**TO DO:** Work through the lines below and count those holding "exchange"; reply with the number only.
=== Section Start ===
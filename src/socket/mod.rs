//! Socket and connection management.
//!
//! - [`pool`]: keyed pool of idle keep-alive connections with expiry
//! - [`connectjob`]: DNS → TCP → TLS connection flow
//! - [`client`]: plain/TLS socket enum
//! - [`tls`]: TLS configuration with BoringSSL

pub mod client;
pub mod connectjob;
pub mod pool;
pub mod tls;
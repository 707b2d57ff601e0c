//! Request and response interceptors.
//!
//! Ordering contract for one exchange:
//!
//! 1. request headers: configured defaults, then per-call headers
//! 2. built-in request stages: [`CookieInjector`], then [`BodyEncoder`]
//! 3. user middleware [`on_request`](Middleware::on_request), in registration order
//! 4. transport
//! 5. built-in response stage: [`CookieRecorder`] (cookie update, then persistence)
//! 6. user middleware [`on_response`](Middleware::on_response), in registration order
//! 7. redirect and status classification
//!
//! Body encoding always happens before transport, so user middleware sees
//! the final body and `Content-Type`.

use crate::base::filepath::blocking_io;
use crate::base::neterror::FetchError;
use crate::cookies::jar::CookieJar;
use crate::http::form::{self, requests_multipart};
use crate::http::transaction::{PreparedRequest, RawResponse};
use http::header::{CONTENT_TYPE, COOKIE};
use std::fmt;
use std::sync::Arc;

/// A hook around every exchange, redirect hops included.
pub trait Middleware: Send + Sync {
    /// Inspect or rewrite the request before it is sent.
    fn on_request(&self, _request: &mut PreparedRequest) -> Result<(), FetchError> {
        Ok(())
    }

    /// Observe a completed exchange before its status is classified.
    fn on_response(&self, _request: &PreparedRequest, _response: &RawResponse) -> Result<(), FetchError> {
        Ok(())
    }
}

/// Adds the `Cookie` header for the request URL.
pub struct CookieInjector {
    jar: Arc<CookieJar>,
}

impl CookieInjector {
    pub fn new(jar: Arc<CookieJar>) -> Self {
        Self { jar }
    }
}

impl Middleware for CookieInjector {
    fn on_request(&self, request: &mut PreparedRequest) -> Result<(), FetchError> {
        if let Some(cookie) = self.jar.header_for_url(&request.url) {
            request.headers.insert(COOKIE.as_str(), &cookie)?;
        }
        Ok(())
    }
}

/// Turns the logical payload into body bytes and sets `Content-Type`.
///
/// A per-call `Content-Type: multipart/form-data` forces multipart encoding
/// of a form payload.
#[derive(Debug, Default)]
pub struct BodyEncoder;

impl Middleware for BodyEncoder {
    fn on_request(&self, request: &mut PreparedRequest) -> Result<(), FetchError> {
        let Some(payload) = request.payload.take() else {
            return Ok(());
        };

        let force_multipart = request
            .headers
            .get_str(CONTENT_TYPE.as_str())
            .is_some_and(requests_multipart);
        // File parts are read from disk here.
        let encoded = blocking_io(|| form::encode_payload(payload, force_multipart))?;

        if let Some(content_type) = encoded.content_type {
            request.headers.insert(CONTENT_TYPE.as_str(), &content_type)?;
        }
        request.body = encoded.body;
        Ok(())
    }
}

/// Records `Set-Cookie` headers into the jar, then persists it.
pub struct CookieRecorder {
    jar: Arc<CookieJar>,
}

impl CookieRecorder {
    pub fn new(jar: Arc<CookieJar>) -> Self {
        Self { jar }
    }
}

impl Middleware for CookieRecorder {
    fn on_response(&self, _request: &PreparedRequest, response: &RawResponse) -> Result<(), FetchError> {
        for value in response.set_cookies() {
            self.jar.update(&response.url, value);
        }
        if self.jar.is_persistent() {
            blocking_io(|| self.jar.save_quietly());
        }
        Ok(())
    }
}

/// Built-in stages followed by user middleware.
#[derive(Clone)]
pub struct MiddlewareChain {
    request_stages: Vec<Arc<dyn Middleware>>,
    response_stages: Vec<Arc<dyn Middleware>>,
    user: Vec<Arc<dyn Middleware>>,
}

impl fmt::Debug for MiddlewareChain {
    fn fmt(&self, f: &mut fmt::Formatter<'_>) -> fmt::Result {
        f.debug_struct("MiddlewareChain")
            .field("user", &self.user.len())
            .finish()
    }
}

impl MiddlewareChain {
    /// The built-in stages for `jar`, then `user` in order.
    pub fn new(jar: Arc<CookieJar>, user: Vec<Arc<dyn Middleware>>) -> Self {
        Self {
            request_stages: vec![
                Arc::new(CookieInjector::new(Arc::clone(&jar))),
                Arc::new(BodyEncoder),
            ],
            response_stages: vec![Arc::new(CookieRecorder::new(jar))],
            user,
        }
    }

    pub fn run_request(&self, request: &mut PreparedRequest) -> Result<(), FetchError> {
        for stage in self.request_stages.iter().chain(&self.user) {
            stage.on_request(request)?;
        }
        Ok(())
    }

    pub fn run_response(&self, request: &PreparedRequest, response: &RawResponse) -> Result<(), FetchError> {
        for stage in self.response_stages.iter().chain(&self.user) {
            stage.on_response(request, response)?;
        }
        Ok(())
    }
}

#[cfg(test)]
mod tests {
    use super::*;
    use crate::http::requestbody::{FilePart, FormData, Payload};
    use bytes::Bytes;
    use http::header::SET_COOKIE;
    use http::{HeaderMap, HeaderValue, Method, StatusCode, Version};
    use parking_lot::Mutex;
    use std::time::Duration;
    use url::Url;

    fn request(path: &str) -> PreparedRequest {
        let url = Url::parse("http://example.test").unwrap().join(path).unwrap();
        PreparedRequest::new(Method::GET, url, Duration::from_secs(1))
    }

    struct Recorder {
        tag: &'static str,
        log: Arc<Mutex<Vec<String>>>,
    }

    impl Middleware for Recorder {
        fn on_request(&self, request: &mut PreparedRequest) -> Result<(), FetchError> {
            let ct = request.headers.get_str("content-type").unwrap_or("-").to_string();
            self.log.lock().push(format!("{}:req:{}", self.tag, ct));
            Ok(())
        }

        fn on_response(&self, _request: &PreparedRequest, _response: &RawResponse) -> Result<(), FetchError> {
            self.log.lock().push(format!("{}:resp", self.tag));
            Ok(())
        }
    }

    #[test]
    fn test_body_encoder_sets_content_type() {
        let mut req = request("/login");
        req.payload = Some(Payload::Form([("user", "a"), ("pass", "b")].into_iter().collect()));
        BodyEncoder.on_request(&mut req).unwrap();
        assert_eq!(req.body, Bytes::from_static(b"user=a&pass=b"));
        assert_eq!(req.headers.get_str("Content-Type"), Some("application/x-www-form-urlencoded"));
        assert!(req.payload.is_none());
    }

    #[test]
    fn test_body_encoder_honors_multipart_header() {
        let mut req = request("/upload");
        req.headers.insert("Content-Type", "multipart/form-data").unwrap();
        req.payload = Some(Payload::Form(FormData::new().text("a", "1")));
        BodyEncoder.on_request(&mut req).unwrap();
        let ct = req.headers.get_str("content-type").unwrap();
        assert!(ct.starts_with("multipart/form-data; boundary="));
    }

    #[test]
    fn test_body_encoder_overrides_per_call_content_type() {
        let mut req = request("/upload");
        req.headers.insert("Content-Type", "application/json").unwrap();
        req.payload = Some(Payload::Form(FormData::new().file("f", FilePart::memory("a.txt", "x"))));
        BodyEncoder.on_request(&mut req).unwrap();
        assert!(req.headers.get_str("content-type").unwrap().starts_with("multipart/form-data"));
    }

    #[test]
    fn test_raw_bytes_keep_caller_content_type() {
        let mut req = request("/raw");
        req.headers.insert("Content-Type", "application/json").unwrap();
        req.payload = Some(Payload::Bytes(Bytes::from_static(b"{}")));
        BodyEncoder.on_request(&mut req).unwrap();
        assert_eq!(req.headers.get_str("content-type"), Some("application/json"));
    }

    #[test]
    fn test_chain_order() {
        let jar = Arc::new(CookieJar::in_memory());
        let log = Arc::new(Mutex::new(Vec::new()));
        let user: Vec<Arc<dyn Middleware>> = vec![
            Arc::new(Recorder { tag: "first", log: Arc::clone(&log) }),
            Arc::new(Recorder { tag: "second", log: Arc::clone(&log) }),
        ];
        let chain = MiddlewareChain::new(Arc::clone(&jar), user);

        let mut req = request("/");
        req.payload = Some(Payload::from("hi"));
        chain.run_request(&mut req).unwrap();

        let mut headers = HeaderMap::new();
        headers.append(SET_COOKIE, HeaderValue::from_static("session=xyz"));
        let resp = RawResponse {
            url: req.url.clone(),
            status: StatusCode::OK,
            version: Version::HTTP_11,
            headers,
            reason: None,
            body: Bytes::new(),
        };
        chain.run_response(&req, &resp).unwrap();

        // User middleware sees the encoded body's type and the updated jar.
        assert_eq!(
            *log.lock(),
            ["first:req:text/plain", "second:req:text/plain", "first:resp", "second:resp"]
        );
        assert_eq!(jar.get("session"), Some("xyz".to_string()));

        let mut next = request("/profile");
        chain.run_request(&mut next).unwrap();
        assert_eq!(next.headers.get_str("Cookie"), Some("session=xyz"));
    }
}
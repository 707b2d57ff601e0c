use super::config::{FetcherConfig, UserAgent};
use super::Fetcher;
use crate::base::neterror::FetchError;
use crate::cookies::jar::CookieJar;
use crate::http::middleware::{Middleware, MiddlewareChain};
use crate::http::orderedheaders::OrderedHeaderMap;
use crate::http::streamfactory::{HttpStream, HttpStreamFactory};
use crate::socket::pool::ConnectionPool;
use crate::socket::tls::TlsConfig;
use std::sync::Arc;
use std::time::Duration;

/// Builder for [`Fetcher`].
///
/// # Example
///
/// ```rust,ignore
/// let fetcher = Fetcher::builder()
///     .host("example.test")
///     .user_agent(UserAgent::opera("blink"))
///     .persistent_cookies("alice", "example.test")
///     .build()?;
/// ```
pub struct FetcherBuilder {
    config: FetcherConfig,
    jar: Option<CookieJar>,
    pool: Option<Arc<ConnectionPool<HttpStream>>>,
    middleware: Vec<Arc<dyn Middleware>>,
}

impl Default for FetcherBuilder {
    fn default() -> Self {
        Self::new()
    }
}

impl FetcherBuilder {
    pub fn new() -> Self {
        Self::from_config(FetcherConfig::default())
    }

    /// Start from an existing configuration.
    pub fn from_config(config: FetcherConfig) -> Self {
        Self {
            config,
            jar: None,
            pool: None,
            middleware: Vec::new(),
        }
    }

    /// Host, optionally with `:port`, for relative paths.
    pub fn host(mut self, host: impl Into<String>) -> Self {
        self.config.host = Some(host.into());
        self
    }

    pub fn scheme(mut self, scheme: impl Into<String>) -> Self {
        self.config.scheme = scheme.into();
        self
    }

    pub fn timeout(mut self, timeout: Duration) -> Self {
        self.config.timeout = timeout;
        self
    }

    /// Idle window for released connections.
    pub fn keep_alive_timeout(mut self, timeout: Duration) -> Self {
        self.config.keep_alive_timeout = timeout;
        self
    }

    /// Add or replace a default header.
    pub fn header(mut self, name: impl Into<String>, value: impl Into<String>) -> Self {
        self.config.set_default_header(name, value);
        self
    }

    pub fn user_agent(self, ua: UserAgent) -> Self {
        let ua = ua.as_str().to_string();
        self.header("User-Agent", ua)
    }

    pub fn same_host_only(mut self, enabled: bool) -> Self {
        self.config.same_host_only = enabled;
        self
    }

    pub fn redirect_limit(mut self, limit: usize) -> Self {
        self.config.redirect_limit = limit;
        self
    }

    /// Fallback charset for text decoding.
    pub fn charset(mut self, charset: impl Into<String>) -> Self {
        self.config.charset = charset.into();
        self
    }

    pub fn tls(mut self, tls: TlsConfig) -> Self {
        self.config.tls = tls;
        self
    }

    pub fn cookie_jar(mut self, jar: CookieJar) -> Self {
        self.jar = Some(jar);
        self
    }

    /// Persist cookies to `<user>@<domain>.lwp`, loading it now.
    pub fn persistent_cookies(self, user: &str, domain: &str) -> Self {
        self.cookie_jar(CookieJar::for_user(user, domain))
    }

    /// Share an idle-connection pool with other fetchers.
    pub fn pool(mut self, pool: Arc<ConnectionPool<HttpStream>>) -> Self {
        self.pool = Some(pool);
        self
    }

    /// Append a middleware; it runs after the built-in stages.
    pub fn middleware(mut self, middleware: Arc<dyn Middleware>) -> Self {
        self.middleware.push(middleware);
        self
    }

    pub fn build(self) -> Result<Fetcher, FetchError> {
        let base = self.config.base_url()?;
        if self.config.same_host_only && base.is_none() {
            return Err(FetchError::HostRequired);
        }
        let default_headers = OrderedHeaderMap::from_pairs(
            self.config
                .default_headers
                .iter()
                .map(|(k, v)| (k.as_str(), v.as_str())),
        )?;

        let jar = Arc::new(self.jar.unwrap_or_default());
        let pool = self.pool.unwrap_or_else(|| Arc::new(ConnectionPool::new()));
        let factory = Arc::new(HttpStreamFactory::new(pool, self.config.tls.clone()));
        let chain = MiddlewareChain::new(Arc::clone(&jar), self.middleware);

        Ok(Fetcher {
            config: Arc::new(self.config),
            base,
            default_headers,
            factory,
            jar,
            chain,
        })
    }

    /// Build a [`blocking::Fetcher`](crate::blocking::Fetcher) with its own runtime.
    pub fn build_blocking(self) -> Result<crate::blocking::Fetcher, FetchError> {
        crate::blocking::Fetcher::new(self.build()?)
    }
}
=== Section End ===
**RESULT OF THE EXERCISE:** 3